JamesTrick · May 9, 2019, 10:02pm

Hey Team

I’m attempting to perform a simple logistic regression using the NUTS sampler following PyMC3’s tutorial for a comparison but am struggling to get similar results.

For ease of simplicity, I’ve attached a notebook to this post with runnable code. I think where I’m going wrong is when I define the model, in PyMC3 it’s defined as:

with pm.Model() as logistic_model:
    pm.glm.GLM.from_formula('income ~ age + age2 + educ + hours', data, family=pm.glm.families.Binomial())
    trace_logistic_model = pm.sample(2000, chains=1, tune=1000, init='adapt_diag')
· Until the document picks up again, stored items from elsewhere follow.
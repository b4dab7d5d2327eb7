//! Inference backend abstraction.
//!
//! `InferenceClient` is an enum over concrete backends. The relay holds one
//! instance for the life of the process and clones it into request handlers;
//! every backend is an immutable, cheaply clonable capability.
//!
//! Every call is one outbound request and one response. Nothing is retried.

pub mod providers;
pub mod types;

use serde_json::Value;
use thiserror::Error;

// ── Error ─────────────────────────────────────────────────────────────────────

#[derive(Debug, Error)]
pub enum InferenceError {
    /// Transport-level failure: connection refused, DNS, timeout.
    #[error("inference request failed: {0}")]
    Request(String),
    /// The endpoint answered with a non-2xx status.
    #[error("inference endpoint returned HTTP {status}: {body}")]
    Upstream { status: u16, body: String },
    /// The endpoint answered 2xx but the body was not JSON.
    #[error("failed to decode inference response: {0}")]
    Decode(String),
}

// ── Client enum ───────────────────────────────────────────────────────────────

/// All available inference backends.
#[derive(Debug, Clone)]
pub enum InferenceClient {
    Hosted(providers::hosted::HostedProvider),
    Dummy(providers::dummy::DummyProvider),
}

impl InferenceClient {
    /// Classify one text. Returns the endpoint's JSON unchanged.
    pub async fn sentiment(&self, text: &str) -> Result<Value, InferenceError> {
        match self {
            InferenceClient::Hosted(p) => p.sentiment(text).await,
            InferenceClient::Dummy(p) => p.sentiment(text).await,
        }
    }

    /// Classify several texts in one request. Returns the endpoint's JSON unchanged.
    pub async fn sentiment_batch(
        &self,
        texts: &[String],
        wait_for_model: bool,
    ) -> Result<Value, InferenceError> {
        match self {
            InferenceClient::Hosted(p) => p.sentiment_batch(texts, wait_for_model).await,
            InferenceClient::Dummy(p) => p.sentiment_batch(texts, wait_for_model).await,
        }
    }

    /// Extract entity mentions from one text. Returns the endpoint's JSON unchanged.
    pub async fn entities(&self, text: &str) -> Result<Value, InferenceError> {
        match self {
            InferenceClient::Hosted(p) => p.entities(text).await,
            InferenceClient::Dummy(p) => p.entities(text).await,
        }
    }

    /// Startup credential/model check.
    pub async fn ping(&self) -> Result<(), InferenceError> {
        match self {
            InferenceClient::Hosted(p) => p.ping().await,
            InferenceClient::Dummy(_) => Ok(()),
        }
    }

    pub fn backend_name(&self) -> &'static str {
        match self {
            InferenceClient::Hosted(_) => "hosted",
            InferenceClient::Dummy(_) => "dummy",
        }
    }
}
When using Pyro, I define it as the following:

def model(income, hours, educ, age2, age):
    # cauchy distribution used to constrain intercept (a) to be positive.
    a = pyro.sample("a", dist.Cauchy(0., 1000.))
    b_h = pyro.sample("b_hours", dist.Normal(0., 1.))
    b_e = pyro.sample("b_educ", dist.Normal(0., 1.))
    b_a2 = pyro.sample("b_age2", dist.Normal(0., 1.))
    b_a = pyro.sample("b_age", dist.Normal(0., 1.))
    sigma = pyro.sample("sigma", dist.Uniform(0., 1.))
  
    mean = a + b_h * hours + b_e * educ + b_a2 * age2 + b_a * age
  
    with pyro.iarange("data", len(hours)):
      pyro.sample("obs", dist.Bernoulli(logits=mean.squeeze()), obs=income)

I’m unsure as to whether I need to squeeze the mean or if I need to pass it through a Sigmoid function. Looking at PyTorch’s source, I don’t believe I need to.
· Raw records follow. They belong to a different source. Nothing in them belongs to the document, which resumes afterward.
mod common;

use mbw_core::errors::VizError;
use mbw_viz::experiments::{OffsetRecord, StrideRecord, ThreadsPerBlockRecord};
use mbw_viz::metrics::misaligned_offsets;
use mbw_viz::{argmax_bandwidth, bandwidth_range, degradation_series};
use proptest::prelude::*;

use common::table;

fn threads(rows: &[(u32, f64)]) -> Vec<ThreadsPerBlockRecord> {
    rows.iter()
        .map(|(threads_per_block, bandwidth_gbps)| ThreadsPerBlockRecord {
            threads_per_block: *threads_per_block,
            bandwidth_gbps: *bandwidth_gbps,
        })
        .collect()
}

fn strides(rows: &[(u32, f64)]) -> Vec<StrideRecord> {
    rows.iter()
        .map(|(stride, bandwidth_gbps)| StrideRecord {
            stride: *stride,
            bandwidth_gbps: *bandwidth_gbps,
        })
        .collect()
}

#[test]
fn optimum_of_threads_sweep() {
    let table = table(threads(&[(32, 50.0), (64, 90.0), (128, 120.0), (256, 95.0)]));
    let optimum = argmax_bandwidth(&table);
    assert_eq!(optimum.index, 2);
    assert_eq!(optimum.record.threads_per_block, 128);
    assert_eq!(optimum.bandwidth(), 120.0);
}

#[test]
fn optimum_ties_go_to_first_row() {
    let table = table(threads(&[(32, 80.0), (64, 120.0), (128, 120.0), (256, 120.0)]));
    let optimum = argmax_bandwidth(&table);
    assert_eq!(optimum.index, 1);
    assert_eq!(optimum.record.threads_per_block, 64);
}

#[test]
fn range_spans_bandwidth_column() {
    let table = table(threads(&[(32, 50.0), (64, 90.0), (128, 120.0), (256, 95.0)]));
    let range = bandwidth_range(&table);
    assert_eq!(range.min, 50.0);
    assert_eq!(range.max, 120.0);
}

#[test]
fn stride_degradation_against_coalesced_row() {
    let table = table(strides(&[(1, 100.0), (2, 80.0), (4, 50.0)]));
    let series = degradation_series(&table, |row| row.stride == 1).expect("baseline");
    assert_eq!(series.baseline_index, 0);
    assert_eq!(series.baseline_bandwidth, 100.0);
    assert_eq!(series.points[0].percent, 0.0);
    assert!((series.points[1].percent - 20.0).abs() < 1e-9);
    assert!((series.points[2].percent - 50.0).abs() < 1e-9);
    let others: Vec<u32> = series
        .excluding_baseline()
        .map(|point| point.record.stride)
        .collect();
    assert_eq!(others, vec![2, 4]);
}

#[test]
fn degradation_baseline_need_not_be_first() {
    let table = table(strides(&[(4, 60.0), (1, 100.0)]));
    let series = degradation_series(&table, |row| row.stride == 1).expect("baseline");
    assert_eq!(series.baseline_index, 1);
    assert!((series.points[0].percent - 40.0).abs() < 1e-9);
    assert_eq!(series.points[1].percent, 0.0);
}

#[test]
fn missing_baseline_is_an_error() {
    let table = table(strides(&[(2, 80.0), (4, 50.0)]));
    let err = degradation_series(&table, |row| row.stride == 1).expect_err("no baseline");
    let VizError::BaselineNotFound(info) = &err else {
        panic!("unexpected error {err:?}");
    };
    assert_eq!(info.code, "mbw.baseline_missing");
    assert_eq!(info.context.get("source").map(String::as_str), Some("fixture"));
}

#[test]
fn zero_baseline_is_an_error() {
    let table = table(strides(&[(1, 0.0), (2, 80.0)]));
    let err = degradation_series(&table, |row| row.stride == 1).expect_err("zero baseline");
    assert_eq!(err.info().code, "mbw.baseline_zero");
}

#[test]
fn misaligned_offsets_skip_zero_and_multiples() {
    let rows = [0, 1, 16, 32, 33, 64, 1]
        .into_iter()
        .map(|offset| OffsetRecord {
            offset,
            bandwidth_gbps: 100.0,
        })
        .collect();
    assert_eq!(misaligned_offsets(&table(rows), 32), vec![1, 16, 33]);
}

proptest! {
    #[test]
    fn argmax_is_maximal_and_first(rows in prop::collection::vec((1u32..1024, 0u8..8), 1..40)) {
        let records: Vec<(u32, f64)> = rows
            .iter()
            .map(|(threads, level)| (*threads, f64::from(*level) * 10.0))
            .collect();
        let table = table(threads(&records));
        let optimum = argmax_bandwidth(&table);
        for (idx, (_, bandwidth)) in records.iter().enumerate() {
            prop_assert!(optimum.bandwidth() >= *bandwidth);
            if idx < optimum.index {
                prop_assert!(*bandwidth < optimum.bandwidth());
            }
        }
        prop_assert_eq!(optimum.record.bandwidth_gbps, records[optimum.index].1);
    }

    #[test]
    fn degradation_matches_formula(
        baseline in 1.0f64..1000.0,
        others in prop::collection::vec((2u32..64, 0.0f64..1000.0), 0..20),
    ) {
        let mut records = vec![(1u32, baseline)];
        records.extend(others.iter().copied());
        let table = table(strides(&records));
        let series = degradation_series(&table, |row| row.stride == 1).unwrap();
        prop_assert_eq!(series.points.len(), records.len());
        prop_assert_eq!(series.points[0].percent, 0.0);
        for (point, (_, bandwidth)) in series.points.iter().zip(&records).skip(1) {
            let expected = (1.0 - bandwidth / baseline) * 100.0;
            prop_assert!((point.percent - expected).abs() < 1e-9);
        }
    }
}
Any help and advice would be appreciated! I’ve looked through this post, but couldn’t solve it.

Thanks in advance.

fehiepsi · May 13, 2019, 4:43am

Hi @JamesTrick, there are a few points that might make results in your tests different:

Pyro NUTS adaptation schedule is different from PyMC3 (we follow Stan to use window adaptation while in PyMC3, mass matrix is adapted per each warmup step).
It seems to me that PyMC3 GLM uses different priors w.r.t. Pyro model. In addition, I think that it is better to set priors Normal(0, 10) instead of Normal(0, 1)
Looking at the trace plot of PyMC3 model, the intercept samples do not move to the typical set yet. I guess that you have to use a large number of iterations.
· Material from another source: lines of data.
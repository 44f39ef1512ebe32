use std::fmt::Display;
use std::fs;
use std::io::Write;
use std::path::PathBuf;

use mbw_core::errors::{ErrorInfo, VizError};

use crate::config::PipelineConfig;
use crate::experiments::{
    BlocksPerGridRecord, ExperimentDescriptor, ExperimentId, GridRecord, MemorySizeRecord,
    OffsetRecord, Recipe, SingleParam, StrideRecord, ThreadsPerBlockRecord, EXPERIMENTS,
};
use crate::figures::{
    render_dual_scale, render_heatmap, render_line_chart, render_surface, render_threshold_chart,
};
use crate::metrics::{
    argmax_bandwidth, bandwidth_range, degradation_series, misaligned_offsets, pivot,
    BandwidthRange, Optimum,
};
use crate::report::{compose, ExperimentMetrics, GridSummary, OptimumSummary, StrideSummary};
use crate::table::{load, ResultTable};

/// File name of the text report inside the output directory.
pub const REPORT_FILE: &str = "summary_report.txt";

#[derive(Debug, Clone, PartialEq)]
pub struct PipelineSummary {
    /// Every chart written, in the order it was written.
    pub artifacts: Vec<PathBuf>,
    pub report: PathBuf,
    pub metrics: Vec<ExperimentMetrics>,
}

/// Runs the six experiments in order, then writes the report.
///
/// Progress lines go to `log`. The first failure stops the run; charts that
/// were already written are left in place and no report is produced.
pub fn run_pipeline(
    config: &PipelineConfig,
    log: &mut dyn Write,
) -> Result<PipelineSummary, VizError> {
    fs::create_dir_all(&config.out_dir)
        .map_err(|err| VizError::io("mbw.output_dir", &config.out_dir, err))?;
    let mut run = Run {
        config,
        log,
        artifacts: Vec::new(),
    };
    let mut metrics = Vec::new();
    for descriptor in EXPERIMENTS.iter() {
        run.note(format_args!(
            "Plotting Experiment {}: {}...",
            descriptor.id.number(),
            descriptor.name
        ))?;
        if let Some(summary) = run.experiment(descriptor)? {
            metrics.push(summary);
        }
    }

    run.note("\nGenerating summary report...")?;
    let report = config.out_dir.join(REPORT_FILE);
    fs::write(&report, compose(&metrics))
        .map_err(|err| VizError::io("mbw.report_write", &report, err))?;
    run.note(format_args!("  Summary report saved to {}", report.display()))?;
    Ok(PipelineSummary {
        artifacts: run.artifacts,
        report,
        metrics,
    })
}

struct Run<'a> {
    config: &'a PipelineConfig,
    log: &'a mut dyn Write,
    artifacts: Vec<PathBuf>,
}

impl Run<'_> {
    fn note(&mut self, line: impl Display) -> Result<(), VizError> {
        writeln!(self.log, "{line}")
            .map_err(|err| VizError::Io(ErrorInfo::new("mbw.progress_log", err.to_string())))
    }

    fn input(&self, descriptor: &ExperimentDescriptor) -> PathBuf {
        self.config.results_dir.join(descriptor.input_file())
    }

    fn write(&mut self, name: &str, svg: &str) -> Result<(), VizError> {
        let path = self.config.out_dir.join(name);
        fs::write(&path, svg).map_err(|err| VizError::io("mbw.chart_write", &path, err))?;
        self.artifacts.push(path);
        Ok(())
    }

    fn experiment(
        &mut self,
        descriptor: &ExperimentDescriptor,
    ) -> Result<Option<ExperimentMetrics>, VizError> {
        match descriptor.id {
            ExperimentId::ThreadsPerBlock => {
                let (optimum, range) = self.line::<ThreadsPerBlockRecord>(descriptor)?;
                let threads = optimum.record.threads_per_block;
                self.note(format_args!(
                    "  Optimal configuration: {threads} threads/block, {:.2} GB/s",
                    optimum.bandwidth()
                ))?;
                Ok(Some(ExperimentMetrics::ThreadsPerBlock(OptimumSummary {
                    parameter: threads,
                    bandwidth: optimum.bandwidth(),
                    range,
                })))
            }
            ExperimentId::BlocksPerGrid => {
                let (optimum, range) = self.line::<BlocksPerGridRecord>(descriptor)?;
                let blocks = optimum.record.blocks_per_grid;
                self.note(format_args!(
                    "  Optimal configuration: {blocks} blocks, {:.2} GB/s",
                    optimum.bandwidth()
                ))?;
                Ok(Some(ExperimentMetrics::BlocksPerGrid(OptimumSummary {
                    parameter: blocks,
                    bandwidth: optimum.bandwidth(),
                    range,
                })))
            }
            ExperimentId::GridOptimization => self.grid(descriptor).map(Some),
            ExperimentId::StrideComparison => self.stride(descriptor).map(Some),
            ExperimentId::OffsetComparison => {
                self.offset(descriptor)?;
                Ok(None)
            }
            ExperimentId::MemorySize => {
                let (optimum, range) = self.line::<MemorySizeRecord>(descriptor)?;
                self.note(format_args!(
                    "  Peak: {:.2} GB/s at {} MB (range {:.2} - {:.2} GB/s)",
                    optimum.bandwidth(),
                    optimum.record.memory_size_mb,
                    range.min,
                    range.max
                ))?;
                Ok(None)
            }
        }
    }

    fn line<R: SingleParam>(
        &mut self,
        descriptor: &ExperimentDescriptor,
    ) -> Result<(Optimum<R>, BandwidthRange), VizError> {
        let table: ResultTable<R> = load(&self.input(descriptor))?;
        let optimum = argmax_bandwidth(&table);
        let range = bandwidth_range(&table);
        let svg = render_line_chart(&table, &optimum, descriptor, &self.config.figure)?;
        self.write(&descriptor.artifacts()[0], &svg)?;
        Ok((optimum, range))
    }

    fn grid(&mut self, descriptor: &ExperimentDescriptor) -> Result<ExperimentMetrics, VizError> {
        let table: ResultTable<GridRecord> = load(&self.input(descriptor))?;
        let grid = pivot(
            &table,
            |row| f64::from(row.threads_per_block),
            |row| f64::from(row.blocks_per_grid),
            |row| row.bandwidth_gbps,
        )?;
        let optimum = argmax_bandwidth(&table);
        let best = optimum.record;
        let cell = grid.position(
            f64::from(best.threads_per_block),
            f64::from(best.blocks_per_grid),
        );
        let artifacts = descriptor.artifacts();
        let figure = &self.config.figure;
        let heatmap = render_heatmap(&grid, cell, descriptor, figure)?;
        let surface = render_surface(&grid, descriptor, figure)?;
        self.write(&artifacts[0], &heatmap)?;
        self.write(&artifacts[1], &surface)?;
        self.note(format_args!(
            "  Optimal: {} threads/block, {} blocks, {:.2} GB/s",
            best.threads_per_block, best.blocks_per_grid, best.bandwidth_gbps
        ))?;
        Ok(ExperimentMetrics::Grid(GridSummary {
            threads_per_block: best.threads_per_block,
            blocks_per_grid: best.blocks_per_grid,
            bandwidth: best.bandwidth_gbps,
        }))
    }

    fn stride(&mut self, descriptor: &ExperimentDescriptor) -> Result<ExperimentMetrics, VizError> {
        let table: ResultTable<StrideRecord> = load(&self.input(descriptor))?;
        let svg = render_dual_scale(&table, descriptor, &self.config.figure)?;
        self.write(&descriptor.artifacts()[0], &svg)?;
        let series = degradation_series(&table, |row| row.stride == 1)?;
        let summary = StrideSummary::from_series(&series);
        self.note(format_args!(
            "  Coalesced bandwidth: {:.2} GB/s",
            summary.coalesced_bandwidth
        ))?;
        for point in &summary.strided {
            self.note(format_args!(
                "  Stride {}: {:.2} GB/s ({:.1}% degradation)",
                point.stride, point.bandwidth, point.degradation
            ))?;
        }
        Ok(ExperimentMetrics::Stride(summary))
    }

    fn offset(&mut self, descriptor: &ExperimentDescriptor) -> Result<(), VizError> {
        let table: ResultTable<OffsetRecord> = load(&self.input(descriptor))?;
        let misaligned = match descriptor.recipe {
            Recipe::Threshold { alignment } => misaligned_offsets(&table, alignment),
            _ => Vec::new(),
        };
        let highlights: Vec<f64> = misaligned.iter().copied().map(f64::from).collect();
        let svg = render_threshold_chart(&table, &highlights, descriptor, &self.config.figure)?;
        self.write(&descriptor.artifacts()[0], &svg)?;
        let aligned = degradation_series(&table, |row| row.offset == 0)?;
        self.note(format_args!(
            "  Aligned (offset=0): {:.2} GB/s",
            aligned.baseline_bandwidth
        ))?;
        self.note(format_args!(
            "  Misaligned offsets highlighted: {}",
            misaligned.len()
        ))
    }
}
But I think that if you run longer, you can get similar results to the PyMC3 tutorial. Please let me know if it is not the case, so I’ll try to see where is the problem.

Some suggestions which might be helpful for you:

pyro.iarange is deprecated; you can use pyro.plate instead

with pyro.plate("data"):
    pyro.sample("obs", dist.Bernoulli(logits=mean), obs=income)

it seems that you don’t need to squeeze the mean, using logits=mean as you did should be fine
Use HalfCauchy instead of Cauchy if you want to constrain intercept to be postive
sigma term is missing in the mean calculation; so I guess you can remove it
because the data is large, GPU might be helpful for this model

JamesTrick · May 23, 2019, 3:00am

Hi @fehiepsi

Thanks heaps for the help! Really appreciate it. I’m not getting exactly the same numbers as PyMC3 - as you say I think the difference lies in the priors that PyMC3 are setting. However, I’m on the right track with actually doing a regression.

PS. started reading/going over the code in your Statistical thinking rewrite. Amazing stuff, I’ve found it hugely helpful so thanks for that as well!

fehiepsi · May 24, 2019, 2:21pm

Thanks! Nice to see that it is helpful for you. ^^